(Working data)
//! Hotmount Daemon - Automatic mounting of removable partitions
//!
//! This crate provides:
//! - A udev event source restricted to block partitions
//! - Mount and unmount executors delegating to privileged helpers
//! - The dispatch loop tying hotplug events to mount operations
//! - Startup checks (privileges, mount prefix)

pub mod config;
pub mod dispatcher;
pub mod error;
pub mod event_source;
pub mod mount;
pub mod runner;
pub mod startup;
pub mod unmount;

#[cfg(test)]
mod test_support;

pub use config::DaemonConfig;
pub use dispatcher::{Cycle, DispatchOutcome, Dispatcher, DispatcherState};
pub use error::{DaemonError, Result};
pub use event_source::{ChannelEventSource, EventSource};
#[cfg(target_os = "linux")]
pub use event_source::UdevEventSource;
pub use mount::MountExecutor;
pub use runner::{CommandRunner, ProcessRunner};
pub use unmount::{UnmountExecutor, UnmountOutcome};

(Activity) Each line from the one containing "pub mod config;" to the final line of the entries above must be returned exactly, and no other line may appear.

(Task answer)
pub mod config;
pub mod dispatcher;
pub mod error;
pub mod event_source;
pub mod mount;
pub mod runner;
pub mod startup;
pub mod unmount;

#[cfg(test)]
mod test_support;

pub use config::DaemonConfig;
pub use dispatcher::{Cycle, DispatchOutcome, Dispatcher, DispatcherState};
pub use error::{DaemonError, Result};
pub use event_source::{ChannelEventSource, EventSource};
#[cfg(target_os = "linux")]
pub use event_source::UdevEventSource;
pub use mount::MountExecutor;
pub use runner::{CommandRunner, ProcessRunner};
pub use unmount::{UnmountExecutor, UnmountOutcome};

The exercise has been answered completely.